[Opening THE DATA section]
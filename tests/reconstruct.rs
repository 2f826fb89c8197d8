// SPDX-License-Identifier: MIT
//
// Copyright (c) 2025 Alexandre Severino
//
// Permission is hereby granted, free of charge, to any person obtaining a copy
// of this software and associated documentation files (the "Software"), to deal
// in the Software without restriction, including without limitation the rights
// to use, copy, modify, merge, publish, distribute, sublicense, and/or sell
// copies of the Software, and to permit persons to whom the Software is
// furnished to do so, subject to the following conditions:
//
// The above copyright notice and this permission notice shall be included in
// all copies or substantial portions of the Software.
//
// THE SOFTWARE IS PROVIDED "AS IS", WITHOUT WARRANTY OF ANY KIND, EXPRESS OR
// IMPLIED, INCLUDING BUT NOT LIMITED TO THE WARRANTIES OF MERCHANTABILITY,
// FITNESS FOR A PARTICULAR PURPOSE AND NONINFRINGEMENT. IN NO EVENT SHALL THE
// AUTHORS OR COPYRIGHT HOLDERS BE LIABLE FOR ANY CLAIM, DAMAGES OR OTHER
// LIABILITY, WHETHER IN AN ACTION OF CONTRACT, TORT OR OTHERWISE, ARISING FROM,
// OUT OF OR IN CONNECTION WITH THE SOFTWARE OR THE USE OR OTHER DEALINGS IN THE
// SOFTWARE.

mod common;

use common::{prism_specs, torus, torus_walk, walk};
use rotunfold::error::ReconstructError;
use rotunfold::polyhedron::PolyhedronStructure;
use rotunfold::unfolding::{ExactPlacement, FacePlacement, VertexChain, reconstruct};
use rug::Rational;
use test_log::test;

fn close(a: f64, b: f64) -> bool {
    (a - b).abs() < 1e-12
}

fn assert_center(p: &ExactPlacement, x: f64, y: f64) {
    let (cx, cy) = p.center.to_f64().unwrap();
    assert!(close(cx, x) && close(cy, y), "center ({cx}, {cy}), expected ({x}, {y})");
}

#[test]
fn test_square_chain_matches_worked_example() {
    let poly = torus();
    let faces = torus_walk(&[(0, 0), (1, 0), (1, 1)]);
    let placed = reconstruct(&poly, &faces).unwrap();

    assert_center(&placed[0], 0.0, 0.0);
    assert_eq!(placed[0].angle_deg(), 0.0);
    assert_center(&placed[1], 1.0, 0.0);
    assert_eq!(placed[1].angle_deg(), -180.0);
    assert_center(&placed[2], 1.0, 1.0);
    // -450 degrees, i.e. -90
    assert_eq!(placed[2].angle.reduced(), Rational::from((3, 2)));

    let expected = [(1.5, 0.5), (1.5, 1.5), (0.5, 1.5), (0.5, 0.5)];
    let square = placed[2].polygon();
    // vertex 0 sits at angle + pi/4
    let got: Vec<(f64, f64)> = square.vertices.iter().map(|v| v.to_f64().unwrap()).collect();
    for ((x, y), (ex, ey)) in got.iter().zip(expected) {
        assert!(close(*x, ex) && close(*y, ey), "({x}, {y}) vs ({ex}, {ey})");
    }
}

#[test]
fn test_first_two_placements_are_fixed() {
    let poly = PolyhedronStructure::from_specs(&prism_specs()).unwrap();
    let faces = walk(&poly, &[0, 2]);
    let placed = reconstruct(&poly, &faces).unwrap();
    // ir(3) + ir(4) = sqrt(3)/6 + 1/2
    assert_center(&placed[1], 3f64.sqrt() / 6.0 + 0.5, 0.0);
    assert_eq!(placed[1].angle.coefficient(), &Rational::from(-1));
    // the y coordinate never left the rationals
    assert_eq!(placed[1].center.y.as_rational(), Some(&Rational::new()));
}

#[test]
fn test_mixed_gon_chain() {
    let poly = PolyhedronStructure::from_specs(&prism_specs()).unwrap();
    let faces = walk(&poly, &[0, 2, 3, 1]);
    let placed = reconstruct(&poly, &faces).unwrap();
    let ir3 = 3f64.sqrt() / 6.0;

    assert_center(&placed[2], ir3 + 0.5, 1.0);
    assert_eq!(placed[2].angle.coefficient(), &Rational::from((-5, 2)));
    assert_center(&placed[3], 2.0 * ir3 + 1.0, 1.0);
    assert_eq!(placed[3].angle.coefficient(), &Rational::from(-5));
    assert_eq!(placed[3].polygon().len(), 3);
}

#[test]
fn test_reconstruction_errors() {
    let poly = torus();
    let faces = torus_walk(&[(0, 0), (1, 0), (1, 1)]);

    assert_eq!(
        reconstruct(&poly, &faces[..1]).unwrap_err(),
        ReconstructError::TooFewFaces { count: 1 }
    );

    let mut unknown = faces.clone();
    unknown[1].face_id = 99;
    assert_eq!(
        reconstruct(&poly, &unknown).unwrap_err(),
        ReconstructError::UnknownFace {
            index: 1,
            face_id: 99
        }
    );

    let mut wrong_gon = faces.clone();
    wrong_gon[2].gon = 6;
    assert!(matches!(
        reconstruct(&poly, &wrong_gon).unwrap_err(),
        ReconstructError::GonMismatch {
            index: 2,
            placed: 6,
            actual: 4,
            ..
        }
    ));

    let mut lost = faces.clone();
    lost[2].edge_id = 1_000;
    assert_eq!(
        reconstruct(&poly, &lost).unwrap_err(),
        ReconstructError::EdgeNotFound {
            index: 2,
            face_id: faces[1].face_id,
            entry: faces[1].edge_id,
            target: 1_000
        }
    );
}

#[test]
fn test_informational_fields_do_not_matter() {
    let poly = torus();
    let faces = torus_walk(&[(0, 0), (1, 0), (2, 0), (2, 1)]);
    let noisy: Vec<FacePlacement> = faces
        .iter()
        .map(|p| FacePlacement {
            x: 17.0,
            y: -3.25,
            angle_deg: 42.0,
            ..p.clone()
        })
        .collect();
    let a = reconstruct(&poly, &faces).unwrap();
    let b = reconstruct(&poly, &noisy).unwrap();
    for (p, q) in a.iter().zip(&b) {
        assert_eq!(p.angle, q.angle);
        assert_eq!(p.center.to_f64().unwrap(), q.center.to_f64().unwrap());
    }
}

#[test]
fn test_vertex_chain_is_monotone() {
    let poly = torus();
    let faces = torus_walk(&[(0, 0), (1, 0), (2, 0), (2, 1), (1, 1), (0, 1), (0, 2)]);
    let ids: Vec<_> = faces.iter().map(|p| p.face_id).collect();
    let chain = VertexChain::new(&poly, &ids);
    assert_eq!(chain.len(), ids.len());

    for i in 0..ids.len() {
        assert!(chain.shares(i, i));
        for j in i + 1..ids.len() {
            if chain.shares(i, j) {
                assert!(chain.shares(i, j - 1), "[{i}, {j}] shares but [{i}, {}] does not", j - 1);
                assert!(chain.shares(i + 1, j), "[{i}, {j}] shares but [{}, {j}] does not", i + 1);
            }
        }
    }
    // neighbours always share their edge's endpoints
    for i in 0..ids.len() - 1 {
        assert!(chain.shares(i, i + 1));
    }
    // (1,0), (2,0), (2,1), (1,1) meet at grid point (2,1)
    assert!(chain.shares(1, 4));
    assert!(!chain.shares(0, 4));
}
[Closing THE DATA section]
TO DO ▸ From the listing above, reproduce all the lines exactly.

ANSWER FOR THIS EXERCISE ▸
filename tests/reconstruct.rs
repository 2f826fb89c8197d8
// SPDX-License-Identifier: MIT
//
// Copyright (c) 2025 Alexandre Severino
//
// Permission is hereby granted, free of charge, to any person obtaining a copy
// of this software and associated documentation files (the "Software"), to deal
// in the Software without restriction, including without limitation the rights
// to use, copy, modify, merge, publish, distribute, sublicense, and/or sell
// copies of the Software, and to permit persons to whom the Software is
// furnished to do so, subject to the following conditions:
//
// The above copyright notice and this permission notice shall be included in
// all copies or substantial portions of the Software.
//
// THE SOFTWARE IS PROVIDED "AS IS", WITHOUT WARRANTY OF ANY KIND, EXPRESS OR
// IMPLIED, INCLUDING BUT NOT LIMITED TO THE WARRANTIES OF MERCHANTABILITY,
// FITNESS FOR A PARTICULAR PURPOSE AND NONINFRINGEMENT. IN NO EVENT SHALL THE
// AUTHORS OR COPYRIGHT HOLDERS BE LIABLE FOR ANY CLAIM, DAMAGES OR OTHER
// LIABILITY, WHETHER IN AN ACTION OF CONTRACT, TORT OR OTHERWISE, ARISING FROM,
// OUT OF OR IN CONNECTION WITH THE SOFTWARE OR THE USE OR OTHER DEALINGS IN THE
// SOFTWARE.

mod common;

use common::{prism_specs, torus, torus_walk, walk};
use rotunfold::error::ReconstructError;
use rotunfold::polyhedron::PolyhedronStructure;
use rotunfold::unfolding::{ExactPlacement, FacePlacement, VertexChain, reconstruct};
use rug::Rational;
use test_log::test;

fn close(a: f64, b: f64) -> bool {
    (a - b).abs() < 1e-12
}

fn assert_center(p: &ExactPlacement, x: f64, y: f64) {
    let (cx, cy) = p.center.to_f64().unwrap();
    assert!(close(cx, x) && close(cy, y), "center ({cx}, {cy}), expected ({x}, {y})");
}

#[test]
fn test_square_chain_matches_worked_example() {
    let poly = torus();
    let faces = torus_walk(&[(0, 0), (1, 0), (1, 1)]);
    let placed = reconstruct(&poly, &faces).unwrap();

    assert_center(&placed[0], 0.0, 0.0);
    assert_eq!(placed[0].angle_deg(), 0.0);
    assert_center(&placed[1], 1.0, 0.0);
    assert_eq!(placed[1].angle_deg(), -180.0);
    assert_center(&placed[2], 1.0, 1.0);
    // -450 degrees, i.e. -90
    assert_eq!(placed[2].angle.reduced(), Rational::from((3, 2)));

    let expected = [(1.5, 0.5), (1.5, 1.5), (0.5, 1.5), (0.5, 0.5)];
    let square = placed[2].polygon();
    // vertex 0 sits at angle + pi/4
    let got: Vec<(f64, f64)> = square.vertices.iter().map(|v| v.to_f64().unwrap()).collect();
    for ((x, y), (ex, ey)) in got.iter().zip(expected) {
        assert!(close(*x, ex) && close(*y, ey), "({x}, {y}) vs ({ex}, {ey})");
    }
}

#[test]
fn test_first_two_placements_are_fixed() {
    let poly = PolyhedronStructure::from_specs(&prism_specs()).unwrap();
    let faces = walk(&poly, &[0, 2]);
    let placed = reconstruct(&poly, &faces).unwrap();
    // ir(3) + ir(4) = sqrt(3)/6 + 1/2
    assert_center(&placed[1], 3f64.sqrt() / 6.0 + 0.5, 0.0);
    assert_eq!(placed[1].angle.coefficient(), &Rational::from(-1));
    // the y coordinate never left the rationals
    assert_eq!(placed[1].center.y.as_rational(), Some(&Rational::new()));
}

#[test]
fn test_mixed_gon_chain() {
    let poly = PolyhedronStructure::from_specs(&prism_specs()).unwrap();
    let faces = walk(&poly, &[0, 2, 3, 1]);
    let placed = reconstruct(&poly, &faces).unwrap();
    let ir3 = 3f64.sqrt() / 6.0;

    assert_center(&placed[2], ir3 + 0.5, 1.0);
    assert_eq!(placed[2].angle.coefficient(), &Rational::from((-5, 2)));
    assert_center(&placed[3], 2.0 * ir3 + 1.0, 1.0);
    assert_eq!(placed[3].angle.coefficient(), &Rational::from(-5));
    assert_eq!(placed[3].polygon().len(), 3);
}

#[test]
fn test_reconstruction_errors() {
    let poly = torus();
    let faces = torus_walk(&[(0, 0), (1, 0), (1, 1)]);

    assert_eq!(
        reconstruct(&poly, &faces[..1]).unwrap_err(),
        ReconstructError::TooFewFaces { count: 1 }
    );

    let mut unknown = faces.clone();
    unknown[1].face_id = 99;
    assert_eq!(
        reconstruct(&poly, &unknown).unwrap_err(),
        ReconstructError::UnknownFace {
            index: 1,
            face_id: 99
        }
    );

    let mut wrong_gon = faces.clone();
    wrong_gon[2].gon = 6;
    assert!(matches!(
        reconstruct(&poly, &wrong_gon).unwrap_err(),
        ReconstructError::GonMismatch {
            index: 2,
            placed: 6,
            actual: 4,
            ..
        }
    ));

    let mut lost = faces.clone();
    lost[2].edge_id = 1_000;
    assert_eq!(
        reconstruct(&poly, &lost).unwrap_err(),
        ReconstructError::EdgeNotFound {
            index: 2,
            face_id: faces[1].face_id,
            entry: faces[1].edge_id,
            target: 1_000
        }
    );
}

#[test]
fn test_informational_fields_do_not_matter() {
    let poly = torus();
    let faces = torus_walk(&[(0, 0), (1, 0), (2, 0), (2, 1)]);
    let noisy: Vec<FacePlacement> = faces
        .iter()
        .map(|p| FacePlacement {
            x: 17.0,
            y: -3.25,
            angle_deg: 42.0,
            ..p.clone()
        })
        .collect();
    let a = reconstruct(&poly, &faces).unwrap();
    let b = reconstruct(&poly, &noisy).unwrap();
    for (p, q) in a.iter().zip(&b) {
        assert_eq!(p.angle, q.angle);
        assert_eq!(p.center.to_f64().unwrap(), q.center.to_f64().unwrap());
    }
}

#[test]
fn test_vertex_chain_is_monotone() {
    let poly = torus();
    let faces = torus_walk(&[(0, 0), (1, 0), (2, 0), (2, 1), (1, 1), (0, 1), (0, 2)]);
    let ids: Vec<_> = faces.iter().map(|p| p.face_id).collect();
    let chain = VertexChain::new(&poly, &ids);
    assert_eq!(chain.len(), ids.len());

    for i in 0..ids.len() {
        assert!(chain.shares(i, i));
        for j in i + 1..ids.len() {
            if chain.shares(i, j) {
                assert!(chain.shares(i, j - 1), "[{i}, {j}] shares but [{i}, {}] does not", j - 1);
                assert!(chain.shares(i + 1, j), "[{i}, {j}] shares but [{}, {j}] does not", i + 1);
            }
        }
    }
    // neighbours always share their edge's endpoints
    for i in 0..ids.len() - 1 {
        assert!(chain.shares(i, i + 1));
    }
    // (1,0), (2,0), (2,1), (1,1) meet at grid point (2,1)
    assert!(chain.shares(1, 4));
    assert!(!chain.shares(0, 4));
}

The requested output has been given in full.